En el Triángulo Norte miles de soldados permanecen desplegados en ciudades, carreteras y zonas rurales. En El Salvador, el presidente Sánchez Cerén, se niega a buscar una solución dialogada al problema de la violencia juvenil mientras las dos principales maras del país negocian una nueva tregua. Hay esperanzas de que, como lo hizo la anterior de 2011-2012, esta segunda tregua reduzca dramáticamente, la astronómica tasa de homicidios. En Guatemala, por su parte, el Ministro de Defensa insiste en la compra de dos aviones Super Tucanos y otros medios valorados en aproximadamente US$ 14 millones, sin incluir los intereses del préstamo que tendría que solicitarse, con el quimérico argumento de proteger la biosfera maya.
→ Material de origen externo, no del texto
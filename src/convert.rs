//! Conversion entry points.
//!
//! [`convert`] runs the whole pipeline for one document:
//!
//! ```text
//! detect format ─▶ external tool? ─▶ built-in converter ─▶ write <stem>.md
//!      ─▶ base64 extraction ─▶ placeholder repair ─▶ enhancement ─▶ verify
//! ```
//!
//! Only input, format and output-directory problems are fatal. Everything
//! involving the completion service, the external tool, OCR or a single
//! image degrades to a fallback and is logged.

use crate::config::ConverterConfig;
use crate::converters::convert_builtin;
use crate::error::ConvertError;
use crate::output::{ConversionOutput, ConversionPath, ExtractedImage};
use crate::pipeline::external::run_external_tool;
use crate::pipeline::format::DocumentFormat;
use crate::pipeline::images::ImageStore;
use crate::pipeline::postprocess::{enhance, extract_base64_images, repair_placeholders};
use crate::pipeline::verify::verify_images;
use crate::progress::Stage;
use std::path::{Path, PathBuf};
use std::time::Instant;
use tracing::{debug, info};

/// Convert one document to `<output_dir>/<stem>.md`.
///
/// # Errors
/// Returns `Err(ConvertError)` only for fatal errors:
/// - input file not found or unreadable
/// - unsupported extension (checked before any other work)
/// - output directory cannot be created or written
/// - the document cannot be parsed at all, or pdfium cannot be loaded
pub async fn convert(
    input: impl AsRef<Path>,
    config: &ConverterConfig,
) -> Result<ConversionOutput, ConvertError> {
    let total_start = Instant::now();
    let input = input.as_ref();
    info!("Starting conversion: {}", input.display());

    // ── Step 1: Validate input ───────────────────────────────────────────
    match tokio::fs::metadata(input).await {
        Ok(meta) if meta.is_file() => {}
        _ => {
            return Err(ConvertError::FileNotFound {
                path: input.to_path_buf(),
            })
        }
    }
    let format = DocumentFormat::from_path(input)?;
    debug!("Detected format: {}", format);

    let stage = |s: Stage| {
        if let Some(ref cb) = config.progress_callback {
            cb.on_stage(s);
        }
    };
    let report_images = |images: &[ExtractedImage]| {
        if let Some(ref cb) = config.progress_callback {
            for img in images {
                cb.on_image_saved(&img.file_name);
            }
        }
    };
    if let Some(ref cb) = config.progress_callback {
        cb.on_conversion_start(input, format);
    }

    // ── Step 2: Prepare output directories ───────────────────────────────
    tokio::fs::create_dir_all(&config.output_dir)
        .await
        .map_err(|e| ConvertError::OutputDirUnavailable {
            path: config.output_dir.clone(),
            source: e,
        })?;
    let store = ImageStore::open(&config.output_dir, &config.images_subdir)?;

    let stem = input
        .file_stem()
        .map(|s| s.to_string_lossy().to_string())
        .filter(|s| !s.is_empty())
        .unwrap_or_else(|| "document".to_string());
    let output_path = config.output_dir.join(format!("{stem}.md"));

    // ── Step 3: Primary conversion ───────────────────────────────────────
    let mut images: Vec<ExtractedImage> = Vec::new();
    let mut external_ok = false;
    if let Some(ref tool) = config.external_tool {
        stage(Stage::ExternalTool);
        external_ok = run_external_tool(tool, input, &output_path).await;
    }

    let (mut markdown, path) = if external_ok {
        let text = tokio::fs::read_to_string(&output_path)
            .await
            .map_err(|e| ConvertError::ReadFailed {
                path: output_path.clone(),
                source: e,
            })?;
        (text, ConversionPath::External)
    } else {
        stage(Stage::Convert);
        let doc = convert_builtin(input, format, &store, config).await?;
        report_images(&doc.images);
        images.extend(doc.images);
        write_atomic(&output_path, &doc.markdown).await?;
        (doc.markdown, ConversionPath::Builtin)
    };
    info!(
        "Primary conversion via {:?}: {} chars, {} image(s)",
        path,
        markdown.len(),
        images.len()
    );

    // ── Step 4: Post-processing ──────────────────────────────────────────
    let before = markdown.clone();

    stage(Stage::ExtractBase64);
    let (extracted, found) = extract_base64_images(&markdown, &store);
    report_images(&found);
    images.extend(found);
    markdown = extracted;

    if !config.placeholder_images.is_empty() {
        stage(Stage::RepairPlaceholders);
        let (repaired, samples) =
            repair_placeholders(&markdown, &config.placeholder_images, &store);
        report_images(&samples);
        images.extend(samples);
        markdown = repaired;
    }

    let mut enhanced = false;
    if let (true, Some(service)) = (config.enhance, config.completion()) {
        stage(Stage::Enhance);
        if let Some(better) = enhance(
            &markdown,
            service,
            config.enhance_chunk_chars,
            config.enhance_max_chars,
        )
        .await
        {
            markdown = better;
            enhanced = true;
        }
    }

    if markdown != before {
        write_atomic(&output_path, &markdown).await?;
    }

    // ── Step 5: Verification ─────────────────────────────────────────────
    let verification = if config.verify_images {
        stage(Stage::Verify);
        Some(verify_images(&markdown, &config.output_dir, &stem))
    } else {
        None
    };

    if let Some(ref cb) = config.progress_callback {
        cb.on_conversion_complete(&output_path);
    }

    let duration_ms = total_start.elapsed().as_millis() as u64;
    info!(
        "Conversion complete: {} ({} image(s), {}ms)",
        output_path.display(),
        images.len(),
        duration_ms
    );

    Ok(ConversionOutput {
        output_path,
        format,
        path,
        images,
        enhanced,
        verification,
        duration_ms,
    })
}

/// Convert and return only the path of the written Markdown file.
pub async fn convert_to_dir(
    input: impl AsRef<Path>,
    config: &ConverterConfig,
) -> Result<PathBuf, ConvertError> {
    convert(input, config).await.map(|out| out.output_path)
}

/// Synchronous wrapper around [`convert`].
///
/// Creates a temporary tokio runtime internally.
pub fn convert_sync(
    input: impl AsRef<Path>,
    config: &ConverterConfig,
) -> Result<ConversionOutput, ConvertError> {
    tokio::runtime::Runtime::new()
        .map_err(|e| ConvertError::Internal(format!("Failed to create tokio runtime: {}", e)))?
        .block_on(convert(input, config))
}

/// Write through a temp file and rename, so readers never see half a file.
async fn write_atomic(path: &Path, content: &str) -> Result<(), ConvertError> {
    let write_err = |e| ConvertError::OutputWriteFailed {
        path: path.to_path_buf(),
        source: e,
    };
    let tmp_path = path.with_extension("md.tmp");
    tokio::fs::write(&tmp_path, content).await.map_err(write_err)?;
    tokio::fs::rename(&tmp_path, path).await.map_err(write_err)
}

#[cfg(test)]
mod tests {
    use super::*;
    use crate::pipeline::llm::testing::Scripted;
    use crate::progress::ConversionProgressCallback;
    use std::sync::{Arc, Mutex};

    fn config(out: &Path) -> ConverterConfig {
        ConverterConfig::builder()
            .output_dir(out)
            .external_tool(None::<String>)
            .build()
            .unwrap()
    }

    #[tokio::test]
    async fn missing_file_is_reported_first() {
        let tmp = tempfile::tempdir().unwrap();
        let err = convert(tmp.path().join("nope.xyz"), &config(tmp.path()))
            .await
            .unwrap_err();
        assert!(matches!(err, ConvertError::FileNotFound { .. }));
    }

    #[tokio::test]
    async fn unsupported_extension_does_no_work() {
        let tmp = tempfile::tempdir().unwrap();
        let input = tmp.path().join("slides.pptx");
        std::fs::write(&input, b"x").unwrap();
        let out = tmp.path().join("out");

        let err = convert(&input, &config(&out)).await.unwrap_err();
        assert!(matches!(err, ConvertError::UnsupportedFormat { ref extension } if extension == ".pptx"));
        assert!(!out.exists());
    }

    #[derive(Default)]
    struct Stages(Mutex<Vec<Stage>>);

    impl ConversionProgressCallback for Stages {
        fn on_stage(&self, stage: Stage) {
            self.0.lock().unwrap().push(stage);
        }
    }

    #[tokio::test]
    async fn text_file_runs_every_enabled_stage() {
        let tmp = tempfile::tempdir().unwrap();
        let input = tmp.path().join("notes.txt");
        std::fs::write(&input, "hello world").unwrap();
        let stages = Arc::new(Stages::default());
        let svc = Arc::new(Scripted::new(|_| Ok("```markdown\nHello world.\n```".into())));

        let cfg = ConverterConfig::builder()
            .output_dir(tmp.path().join("out"))
            .external_tool(None::<String>)
            .completion(svc.clone())
            .progress_callback(stages.clone())
            .build()
            .unwrap();
        let out = convert(&input, &cfg).await.unwrap();

        assert_eq!(out.path, ConversionPath::Builtin);
        assert!(out.enhanced);
        assert_eq!(std::fs::read_to_string(&out.output_path).unwrap(), "Hello world.");
        assert_eq!(
            *stages.0.lock().unwrap(),
            vec![Stage::Convert, Stage::ExtractBase64, Stage::Enhance, Stage::Verify]
        );
        assert!(tmp.path().join("out/notes_images.html").is_file());
        assert!(!tmp.path().join("out/notes.md.tmp").exists());
    }

    #[cfg(unix)]
    #[tokio::test]
    async fn stale_output_does_not_count_as_external_success() {
        let tmp = tempfile::tempdir().unwrap();
        let input = tmp.path().join("notes.txt");
        std::fs::write(&input, "fresh text").unwrap();
        let out_dir = tmp.path().join("out");
        std::fs::create_dir_all(&out_dir).unwrap();
        std::fs::write(out_dir.join("notes.md"), "STALE from an earlier run").unwrap();

        let cfg = ConverterConfig::builder()
            .output_dir(&out_dir)
            .external_tool(Some("true"))
            .build()
            .unwrap();
        let out = convert(&input, &cfg).await.unwrap();

        assert_eq!(out.path, ConversionPath::Builtin);
        assert_eq!(std::fs::read_to_string(&out.output_path).unwrap(), "fresh text");
    }
}
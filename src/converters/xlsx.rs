//! XLSX / XLS → Markdown: one `## Sheet:` heading and pipe table per sheet.
//!
//! Cell values are rendered with their `Display` form only; no number
//! formatting is applied.

use crate::error::ConvertError;
use crate::output::ConvertedDocument;
use crate::pipeline::table::TableFragment;
use calamine::{open_workbook_auto, Data, Range, Reader};
use std::path::Path;
use tracing::{debug, warn};

/// Convert a workbook on disk. Sheets appear in workbook order.
pub async fn convert(input: &Path) -> Result<ConvertedDocument, ConvertError> {
    let path = input.to_path_buf();
    tokio::task::spawn_blocking(move || convert_blocking(&path))
        .await
        .map_err(|e| ConvertError::Internal(format!("XLSX task panicked: {}", e)))?
}

fn convert_blocking(path: &Path) -> Result<ConvertedDocument, ConvertError> {
    let mut workbook = open_workbook_auto(path).map_err(|e| ConvertError::CorruptDocument {
        path: path.to_path_buf(),
        detail: e.to_string(),
    })?;

    let mut sections = Vec::new();
    for name in workbook.sheet_names() {
        let section = match workbook.worksheet_range(&name) {
            Ok(range) => sheet_to_markdown(&name, &range),
            Err(e) => {
                warn!("Sheet '{}' unreadable: {}", name, e);
                sheet_heading(&name)
            }
        };
        sections.push(section);
    }

    debug!("XLSX: {} sheet(s)", sections.len());
    Ok(ConvertedDocument::new(sections.join("\n\n"), Vec::new()))
}

fn sheet_heading(name: &str) -> String {
    format!("## Sheet: {name}")
}

/// Heading plus a table over rows and columns `0..=end`, anchored at A1.
///
/// The first row is the header. Empty cells (and cells before the range's
/// start) render as empty strings. A sheet without cells is just a heading.
pub fn sheet_to_markdown(name: &str, range: &Range<Data>) -> String {
    let heading = sheet_heading(name);
    let Some((last_row, last_col)) = range.end() else {
        return heading;
    };

    let mut table = TableFragment::new();
    for r in 0..=last_row {
        let row = (0..=last_col)
            .map(|c| match range.get_value((r, c)) {
                Some(Data::Empty) | None => String::new(),
                Some(value) => value.to_string(),
            })
            .collect();
        table.push_row(row);
    }

    format!("{heading}\n\n{}", table.to_markdown())
}

#[cfg(test)]
mod tests {
    use super::*;

    #[test]
    fn header_rows_and_empty_cells() {
        let mut range = Range::new((0, 0), (2, 1));
        range.set_value((0, 0), Data::String("Name".into()));
        range.set_value((0, 1), Data::String("Qty".into()));
        range.set_value((1, 0), Data::String("apple".into()));
        range.set_value((1, 1), Data::Float(3.0));
        range.set_value((2, 0), Data::String("pear".into()));

        let md = sheet_to_markdown("Fruit", &range);
        assert_eq!(
            md,
            "## Sheet: Fruit\n\n| Name | Qty |\n| --- | --- |\n| apple | 3 |\n| pear |  |"
        );
    }

    #[test]
    fn range_not_starting_at_a1_is_anchored() {
        let mut range = Range::new((1, 1), (1, 2));
        range.set_value((1, 1), Data::String("b2".into()));
        range.set_value((1, 2), Data::Int(7));

        let md = sheet_to_markdown("S", &range);
        let lines: Vec<&str> = md.lines().collect();
        assert_eq!(lines[2], "|  |  |  |");
        assert_eq!(lines[3], "| --- | --- | --- |");
        assert_eq!(lines[4], "|  | b2 | 7 |");
    }

    #[test]
    fn empty_sheet_is_heading_only() {
        let range: Range<Data> = Range::empty();
        assert_eq!(sheet_to_markdown("Blank", &range), "## Sheet: Blank");
    }

    #[test]
    fn bool_values_use_display() {
        let mut range = Range::new((0, 0), (0, 0));
        range.set_value((0, 0), Data::Bool(true));
        assert!(sheet_to_markdown("B", &range).contains("| true |"));
    }
}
El presidente Juan Orlando Hernández pretende que se ratifique en segunda vuelta —como manda la Constitución— el Decreto no 283-2013 que reforma el artículo 273 de la Constitución para que la Policía Militar del Orden Público (PMOP) sea una de las ramas que conforman la estructura de las Fuerzas Armadas. Sin embargo, el 24 de enero apenas consiguió en el Congreso 61 votos de los 86 necesarios (mayoría calificada, es decir, dos tercios de votos de la totalidad de los miembros del Congreso) para su ratificación y que entre en vigencia. Quienes votaron en contra argumentaron que hacerlo significaría “mayor militarización de la sociedad” y, en cambio, propusieron más apoyo técnico y financiero para apoyar el fortalecimiento de la Policía Nacional. Pero al parecer Hernández está obsesionado con la PMOP y luego de su derrota en el Congreso propone un referendo popular (plebiscito) paralelo a las elecciones generales de noviembre de 2017 para que los electores decidan si se la confiere o no rango constitucional a la PMOP.

La conducta política de Sánchez Cerén, Pérez Molina y Hernández es errática, inconsistente e insensible. ¿Cómo pueden compaginarse la Alianza para la Prosperidad del Triángulo Norte y la militarización de la seguridad pública si en esencia son incompatibles? Con tal dicotomía ¿podrá la población confiar en esos Estados como desea la troika del Triángulo Norte? Pero también es incomprensible la lógica de Washington. Por un lado, el presidente Obama solicita mil millones de dólares para apalancar la PAP-TN; pero, por otro, vende millonarias suma en armas y equipos a Centroamérica. Entre 2011 y 2013 estas transacciones alcanzaron un total de US$ 1,521,523,762, de los que a Honduras corresponde US$ 1,458,280,988; a Guatemala US$ 34,353,925; y a El Salvador US$ 28,888,849.

Washington y los gobiernos de los países del Triángulo Norte deben tomar una decisión muy seria, o continúan con la guerra contra las drogas o atacan de raíz, con políticas preventivas de seguridad pública y profundas reformas estructurales, incluida la de las instituciones del sistema de justicia penal, las causas estructurales que subyacen en el fondo de la crisis de los niños migrantes sin acompañantes que exponen su integridad y sus tierna vidas en busca del “sueño americano”. Negarse a hacerlo revelaría que todo se trata de un inmoral sainete. No se puede continuar actuando con dobleces, es hora de ser seguros, persistentes y de mostrar genuina compasión frente a la tragedia de los miles de niños centroamericanos —y la de sus familias — que abandonan sus terruños y hogares en busca del futuro mejor que sus países y sus gobernantes les niegan.

Managua, 1 de febrero de 2015.

*Nicaragüense. Consultor Civil en Seguridad, Defensa y Gobernabilidad Democrática.